[Stored entries]
━━━━━━━━━━
//! Quickening: adaptive counters, specialization and deoptimization
//!
//! Each adaptive site counts down in its cache cell. When the counter runs
//! out the site is shown its live operands and either rewritten into a
//! specialized form (guard payload stored first, opcode second) or charged
//! a miss. Misses are cumulative per site: failed attempts and
//! deoptimizations both count, and enough of them switch the site off for
//! the life of the code unit.

use bytecode_system::{
    AttrCache, BinaryOperator, CacheCell, CallCache, CodeUnit, GlobalCache, Opcode,
};
use core_types::{Namespace, Value};
use tracing::{debug, trace};

use crate::config::EngineConfig;
use crate::stats::SpecializationStats;

/// Count one execution of an adaptive site; `true` when it should try to
/// specialize now
#[inline]
pub(crate) fn tick(cache: &CacheCell) -> bool {
    if cache.is_disabled() {
        return false;
    }
    let counter = cache.counter();
    if counter <= 1 {
        return true;
    }
    cache.set_counter(counter - 1);
    false
}

/// Apply the outcome of a specialization attempt at `index`
///
/// `chosen` is the specialized form picked for the observed operands, with
/// its guard payload already written to the cache cell.
pub(crate) fn commit(
    code: &CodeUnit,
    index: usize,
    base: Opcode,
    chosen: Option<Opcode>,
    config: &EngineConfig,
    stats: &mut SpecializationStats,
) {
    stats.attempts += 1;
    match chosen {
        Some(specialized) if code.rewrite(index, base, specialized) => {
            stats.successes += 1;
            trace!(code = %code.qualname(), index, %specialized, "specialized");
        }
        _ => {
            stats.failures += 1;
            trace!(code = %code.qualname(), index, %base, "no specialization");
            charge_miss(code, index, config, stats);
        }
    }
}

/// Revert the specialized instruction at `index` after a guard failure
///
/// The caller then runs the generic path for this execution.
pub(crate) fn deoptimize(
    code: &CodeUnit,
    index: usize,
    specialized: Opcode,
    config: &EngineConfig,
    stats: &mut SpecializationStats,
) {
    let base = specialized.base();
    if !code.rewrite(index, specialized, base) {
        return;
    }
    stats.deopts += 1;
    debug!(code = %code.qualname(), index, %specialized, "deoptimized");
    let cache = code.cache(index);
    let misses = cache.record_miss();
    if misses >= config.max_specialization_misses {
        disable(code, index, stats);
    } else {
        cache.set_counter(config.adaptive_cooldown);
    }
}

fn charge_miss(code: &CodeUnit, index: usize, config: &EngineConfig, stats: &mut SpecializationStats) {
    let cache = code.cache(index);
    let misses = cache.record_miss();
    if misses >= config.max_specialization_misses {
        disable(code, index, stats);
    } else {
        cache.set_counter(config.backoff(misses));
    }
}

fn disable(code: &CodeUnit, index: usize, stats: &mut SpecializationStats) {
    let cache = code.cache(index);
    if cache.is_disabled() {
        return;
    }
    cache.disable();
    stats.disabled += 1;
    debug!(code = %code.qualname(), index, misses = cache.misses(), "site disabled");
}

/// Specialized `BINARY_OP` for the operand pair
pub(crate) fn binary_op(oparg: u32, left: &Value, right: &Value) -> Option<Opcode> {
    let op = BinaryOperator::from_oparg(oparg)?;
    match (left, right, op) {
        (Value::Int(_), Value::Int(_), BinaryOperator::Add) => Some(Opcode::BinaryOpAddInt),
        (Value::Int(_), Value::Int(_), BinaryOperator::Subtract) => {
            Some(Opcode::BinaryOpSubtractInt)
        }
        (Value::Int(_), Value::Int(_), BinaryOperator::Multiply) => {
            Some(Opcode::BinaryOpMultiplyInt)
        }
        (Value::Float(_), Value::Float(_), BinaryOperator::Add) => Some(Opcode::BinaryOpAddFloat),
        (Value::Float(_), Value::Float(_), BinaryOperator::Subtract) => {
            Some(Opcode::BinaryOpSubtractFloat)
        }
        (Value::Float(_), Value::Float(_), BinaryOperator::Multiply) => {
            Some(Opcode::BinaryOpMultiplyFloat)
        }
        (Value::Str(_), Value::Str(_), BinaryOperator::Add) => Some(Opcode::BinaryOpAddUnicode),
        _ => None,
    }
}

/// Specialized `COMPARE_OP` for the operand pair
pub(crate) fn compare_op(left: &Value, right: &Value) -> Option<Opcode> {
    match (left, right) {
        (Value::Int(_), Value::Int(_)) => Some(Opcode::CompareOpInt),
        (Value::Float(_), Value::Float(_)) => Some(Opcode::CompareOpFloat),
        (Value::Str(_), Value::Str(_)) => Some(Opcode::CompareOpStr),
        _ => None,
    }
}

/// Specialized `LOAD_ATTR` for `owner.name`, filling the attribute cache
pub(crate) fn load_attr(cache: &CacheCell, owner: &Value, name: &str) -> Option<Opcode> {
    match owner {
        Value::Instance(obj) => {
            let class = obj.class();
            let slot = class.slot_of(name)?;
            if !obj.has_slot(slot) {
                return None;
            }
            cache.set_attr(AttrCache {
                type_version: class.version(),
                index: slot as u32,
            });
            Some(Opcode::LoadAttrInstanceValue)
        }
        Value::Type(class) => {
            class.class_attr(name)?;
            cache.set_attr(AttrCache {
                type_version: class.version(),
                index: 0,
            });
            Some(Opcode::LoadAttrClass)
        }
        _ => None,
    }
}

/// Specialized `STORE_ATTR` for `owner.name = ...`
pub(crate) fn store_attr(cache: &CacheCell, owner: &Value, name: &str) -> Option<Opcode> {
    let Value::Instance(obj) = owner else {
        return None;
    };
    let class = obj.class();
    let slot = class.slot_of(name)?;
    cache.set_attr(AttrCache {
        type_version: class.version(),
        index: slot as u32,
    });
    Some(Opcode::StoreAttrInstanceValue)
}

/// Specialized `LOAD_GLOBAL` for `name`
pub(crate) fn load_global(
    cache: &CacheCell,
    name: &str,
    globals: &Namespace,
    builtins: &Namespace,
) -> Option<Opcode> {
    if let Some(index) = globals.index_of(name) {
        cache.set_global(GlobalCache {
            module_version: globals.keys_version(),
            builtins_version: 0,
            index: index as u32,
        });
        return Some(Opcode::LoadGlobalModule);
    }
    let index = builtins.index_of(name)?;
    cache.set_global(GlobalCache {
        module_version: globals.keys_version(),
        builtins_version: builtins.keys_version(),
        index: index as u32,
    });
    Some(Opcode::LoadGlobalBuiltin)
}

/// Specialized `FOR_ITER` for the iterator at TOS
pub(crate) fn for_iter(iterator: &Value) -> Option<Opcode> {
    match iterator {
        Value::RangeIter(_) => Some(Opcode::ForIterRange),
        Value::ListIter(_) => Some(Opcode::ForIterList),
        _ => None,
    }
}

/// Specialized `CALL` for a plain function called with its exact arity
pub(crate) fn call(cache: &CacheCell, callee: &Value, argc: u32) -> Option<Opcode> {
    let Value::Function(func) = callee else {
        return None;
    };
    let code = func.code();
    if code.arg_count() != argc || code.has_varargs() || code.is_generator() {
        return None;
    }
    cache.set_call(CallCache {
        func_version: func.version(),
    });
    Some(Opcode::CallPyExactArgs)
}
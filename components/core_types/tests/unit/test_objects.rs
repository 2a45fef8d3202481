//! Unit tests for heap objects and the ownership facade

use core_types::ownership::{ref_count, release, retain, type_of, version_tag_of};
use core_types::{CellObj, Exception, ExceptionKind, Instance, Namespace, TypeObject, TypeTag, Value};

#[test]
fn test_class_attr_delete_bumps() {
    let class = TypeObject::new("C");
    class.set_class_attr("a", Value::Int(1));
    let v = class.version();
    assert_eq!(class.del_class_attr("a"), Some(Value::Int(1)));
    assert_ne!(class.version(), v);
    assert_eq!(class.class_attr("a"), None);
}

#[test]
fn test_instances_share_layout() {
    let class = TypeObject::new("P");
    let a = Instance::new(&class);
    let b = Instance::new(&class);
    a.set_attr("x", Value::Int(1));
    let v = class.version();
    b.set_attr("x", Value::Int(2));
    assert_eq!(class.version(), v);
    assert_eq!(class.slot_of("x"), Some(0));
    assert!(b.has_slot(0));
    assert_eq!(a.slot(0), Some(Value::Int(1)));
}

#[test]
fn test_instance_release_through_values() {
    let class = TypeObject::new("Tracked");
    let obj = Value::Instance(Instance::new(&class));
    let copy = retain(&obj);
    assert_eq!(ref_count(&obj), Some(2));
    release(copy);
    assert_eq!(class.live_instances(), 1);
    release(obj);
    assert_eq!(class.live_instances(), 0);
}

#[test]
fn test_namespace_version_via_facade() {
    let ns = Namespace::new();
    let v = version_tag_of(ns.as_ref());
    ns.insert("g", Value::Int(0));
    assert_ne!(version_tag_of(ns.as_ref()), v);
    assert_eq!(type_of(&ns.get("g").unwrap()), TypeTag::Int);
}

#[test]
fn test_cells() {
    let cell = CellObj::new(None);
    assert_eq!(cell.get(), None);
    cell.set(Value::str("v"));
    assert_eq!(cell.get(), Some(Value::str("v")));
}

#[test]
fn test_exception_display() {
    let exc = Exception::new(ExceptionKind::ZeroDivisionError, "division by zero");
    assert_eq!(exc.to_string(), "ZeroDivisionError: division by zero");
    assert_eq!(Value::Exception(exc).type_name(), "ZeroDivisionError");
}
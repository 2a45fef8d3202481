//! Unit tests for Value

use std::rc::Rc;
use std::sync::Arc;

use core_types::{ExceptionKind, TypeTag, Value};

#[test]
fn test_type_tags() {
    assert_eq!(Value::None.type_tag(), TypeTag::NoneType);
    assert_eq!(Value::Int(1).type_tag(), TypeTag::Int);
    assert_eq!(Value::Float(1.0).type_tag(), TypeTag::Float);
    assert_eq!(Value::str("s").type_tag(), TypeTag::Str);
    assert_eq!(
        Value::ExceptionType(ExceptionKind::KeyError).type_tag(),
        TypeTag::ExceptionType
    );
}

#[test]
fn test_identity_differs_from_equality_for_lists() {
    let a = Value::list(vec![Value::Int(1)]);
    let b = Value::list(vec![Value::Int(1)]);
    assert_eq!(a, b);
    assert!(!a.is(&b));
    assert!(a.is(&a.clone()));
}

#[test]
fn test_list_repr_nests() {
    let inner = Value::list(vec![Value::str("x")]);
    let outer = Value::list(vec![Value::Int(1), inner, Value::None]);
    assert_eq!(outer.to_string(), "[1, ['x'], None]");
}

#[test]
fn test_clone_shares_string_storage() {
    let s = Value::str("shared");
    let t = s.clone();
    match (&s, &t) {
        (Value::Str(a), Value::Str(b)) => assert!(Rc::ptr_eq(a, b)),
        _ => unreachable!(),
    }
}

#[test]
fn test_code_constant_value() {
    let constant = bytecode_system::Constant::Str(Arc::from("k"));
    assert_eq!(Value::from_constant(&constant), Value::str("k"));
}

#[test]
fn test_bool_display() {
    assert_eq!(Value::Bool(true).to_string(), "True");
    assert_eq!(Value::from(false).to_string(), "False");
}
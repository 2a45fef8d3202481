//! Object model facade for the execution engine.
//!
//! This crate provides the runtime values the interpreter operates on and
//! the small ownership interface it relies on. Memory management is plain
//! reference counting: holding a [`Value`] is holding an owning reference.
//!
//! # Overview
//!
//! - [`Value`] - Closed enum of every runtime object
//! - [`TypeObject`], [`Instance`] - User classes with versioned layouts
//! - [`Namespace`] - Module globals and builtins with a keys version
//! - [`ownership`] - `retain` / `release` / `type_of` / `version_tag_of`
//! - [`Exception`], [`Unwind`], [`FatalError`] - Guest and engine failures
//!
//! # Examples
//!
//! ```
//! use core_types::{Instance, TypeObject, Value};
//!
//! let point = TypeObject::new("Point");
//! let p = Instance::new(&point);
//! let before = point.version();
//! p.set_attr("x", Value::Int(3));
//!
//! // Adding a layout slot changes the type's shape
//! assert_ne!(point.version(), before);
//! assert_eq!(p.get_attr("x"), Some(Value::Int(3)));
//! ```

#![warn(missing_docs)]
#![warn(clippy::all)]
#![deny(unsafe_code)]

mod error;
mod interp;
mod namespace;
mod object;
pub mod ownership;
mod value;

pub use error::{
    type_error, value_error, Exception, ExceptionKind, FatalError, TracebackEntry, Unwind,
};
pub use interp::Interp;
pub use namespace::Namespace;
pub use object::{
    BoundMethod, Builtin, BuiltinFn, CellObj, Function, Generator, Instance, ListIter, Range,
    RangeIter, SeqIter, TypeObject,
};
pub use ownership::Versioned;
pub use value::{TypeTag, Value};
//! tiervm command-line entry point
//!
//! Parses CLI arguments and delegates to the Runtime for execution.

use clap::Parser as ClapParser;
use core_types::Value;
use tracing_subscriber::EnvFilter;
use vm_cli::{runtime, Cli, CliError, Command, Runtime};

fn install_tracing(verbose: u8) {
    let level = match verbose {
        0 => "warn",
        1 => "info",
        2 => "debug",
        _ => "trace",
    };
    let filter = EnvFilter::try_from_default_env().unwrap_or_else(|_| EnvFilter::new(level));
    let _ = tracing_subscriber::fmt()
        .with_env_filter(filter)
        .with_writer(std::io::stderr)
        .try_init();
}

fn run(cli: Cli) -> Result<(), CliError> {
    match cli.command {
        Command::Run(args) => {
            let mut runtime = Runtime::from_args(&args)?;
            let result = runtime.execute_file(&args.file)?;
            // Print result if not None
            if !matches!(result, Value::None) {
                println!("{}", result.repr());
            }
        }
        Command::Disassemble { file } => {
            print!("{}", runtime::disassemble_file(&file)?);
        }
    }
    Ok(())
}

fn main() {
    let cli = Cli::parse();
    install_tracing(cli.verbose);

    if let Err(err) = run(cli) {
        eprintln!("{}", err);
        std::process::exit(err.exit_code());
    }
}
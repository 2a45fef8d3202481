//! Object ownership facade.
//!
//! The engine never frees memory directly. Holding a [`Value`] is holding an
//! owning reference; these functions name the retain/release pairing the
//! engine relies on so call sites read as what they are.

use std::rc::Rc;
use std::sync::Arc;

use bytecode_system::VersionTag;

use crate::namespace::Namespace;
use crate::object::TypeObject;
use crate::value::{TypeTag, Value};

/// Entities whose shape is guarded by a version tag
pub trait Versioned {
    /// The entity's tag
    fn version_tag(&self) -> &Arc<VersionTag>;
}

impl Versioned for TypeObject {
    fn version_tag(&self) -> &Arc<VersionTag> {
        TypeObject::version_tag(self)
    }
}

impl Versioned for Namespace {
    fn version_tag(&self) -> &Arc<VersionTag> {
        Namespace::version_tag(self)
    }
}

/// Take an additional owning reference
#[inline]
pub fn retain(value: &Value) -> Value {
    value.clone()
}

/// Give up an owning reference
#[inline]
pub fn release(value: Value) {
    drop(value);
}

/// Runtime type of `value`
#[inline]
pub fn type_of(value: &Value) -> TypeTag {
    value.type_tag()
}

/// Current version of a type or namespace
#[inline]
pub fn version_tag_of(entity: &dyn Versioned) -> u32 {
    entity.version_tag().get()
}

/// Strong reference count of a heap value; `None` for immediates
pub fn ref_count(value: &Value) -> Option<usize> {
    Some(match value {
        Value::BigInt(v) => Rc::strong_count(v),
        Value::Str(v) => Rc::strong_count(v),
        Value::Tuple(v) => Rc::strong_count(v),
        Value::List(v) => Rc::strong_count(v),
        Value::Range(v) => Rc::strong_count(v),
        Value::RangeIter(v) => Rc::strong_count(v),
        Value::ListIter(v) => Rc::strong_count(v),
        Value::SeqIter(v) => Rc::strong_count(v),
        Value::Instance(v) => Rc::strong_count(v),
        Value::Type(v) => Rc::strong_count(v),
        Value::Function(v) => Rc::strong_count(v),
        Value::BoundMethod(v) => Rc::strong_count(v),
        Value::Builtin(v) => Rc::strong_count(v),
        Value::Code(v) => Arc::strong_count(v),
        Value::Exception(v) => Rc::strong_count(v),
        Value::Cell(v) => Rc::strong_count(v),
        Value::Generator(v) => Rc::strong_count(v),
        Value::None
        | Value::Bool(_)
        | Value::Int(_)
        | Value::Float(_)
        | Value::ExceptionType(_) => return None,
    })
}
//! Module globals and builtins namespaces.

use std::cell::RefCell;
use std::rc::Rc;
use std::sync::Arc;

use bytecode_system::VersionTag;
use indexmap::IndexMap;

use crate::value::Value;

/// Ordered name → value mapping with a keys version.
///
/// The keys version changes whenever a key is added or removed, which is
/// what invalidates cached entry indices. Rebinding an existing key keeps
/// both the version and the entry index, so cached lookups observe the new
/// value without deoptimizing.
#[derive(Debug, Default)]
pub struct Namespace {
    entries: RefCell<IndexMap<Rc<str>, Value>>,
    keys_version: Arc<VersionTag>,
}

impl Namespace {
    /// Create an empty namespace
    pub fn new() -> Rc<Self> {
        Rc::new(Self::default())
    }

    /// Look up `name`
    pub fn get(&self, name: &str) -> Option<Value> {
        self.entries.borrow().get(name).cloned()
    }

    /// Entry position of `name`
    pub fn index_of(&self, name: &str) -> Option<usize> {
        self.entries.borrow().get_index_of(name)
    }

    /// Value at entry position `index`
    pub fn get_index(&self, index: usize) -> Option<Value> {
        self.entries
            .borrow()
            .get_index(index)
            .map(|(_, value)| value.clone())
    }

    /// Bind `name`, bumping the keys version if the key is new
    pub fn insert(&self, name: &str, value: Value) {
        let mut entries = self.entries.borrow_mut();
        if let Some(slot) = entries.get_mut(name) {
            *slot = value;
            return;
        }
        self.keys_version.bump();
        entries.insert(Rc::from(name), value);
    }

    /// Unbind `name`
    pub fn remove(&self, name: &str) -> Option<Value> {
        let mut entries = self.entries.borrow_mut();
        if !entries.contains_key(name) {
            return None;
        }
        self.keys_version.bump();
        entries.shift_remove(name)
    }

    /// Whether `name` is bound
    pub fn contains(&self, name: &str) -> bool {
        self.entries.borrow().contains_key(name)
    }

    /// Bound names in insertion order
    pub fn keys(&self) -> Vec<Rc<str>> {
        self.entries.borrow().keys().cloned().collect()
    }

    /// Number of bindings
    pub fn len(&self) -> usize {
        self.entries.borrow().len()
    }

    /// Whether nothing is bound
    pub fn is_empty(&self) -> bool {
        self.entries.borrow().is_empty()
    }

    /// Current keys version
    pub fn keys_version(&self) -> u32 {
        self.keys_version.get()
    }

    /// Shared keys version tag
    pub fn version_tag(&self) -> &Arc<VersionTag> {
        &self.keys_version
    }
}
━━━━━━━━━━
> **Task statement**
Give back the lines of the data exactly as they are written, from the first line through the line containing "rewritten into a".

> **Response box**
//! Quickening: adaptive counters, specialization and deoptimization
//!
//! Each adaptive site counts down in its cache cell. When the counter runs
//! out the site is shown its live operands and either rewritten into a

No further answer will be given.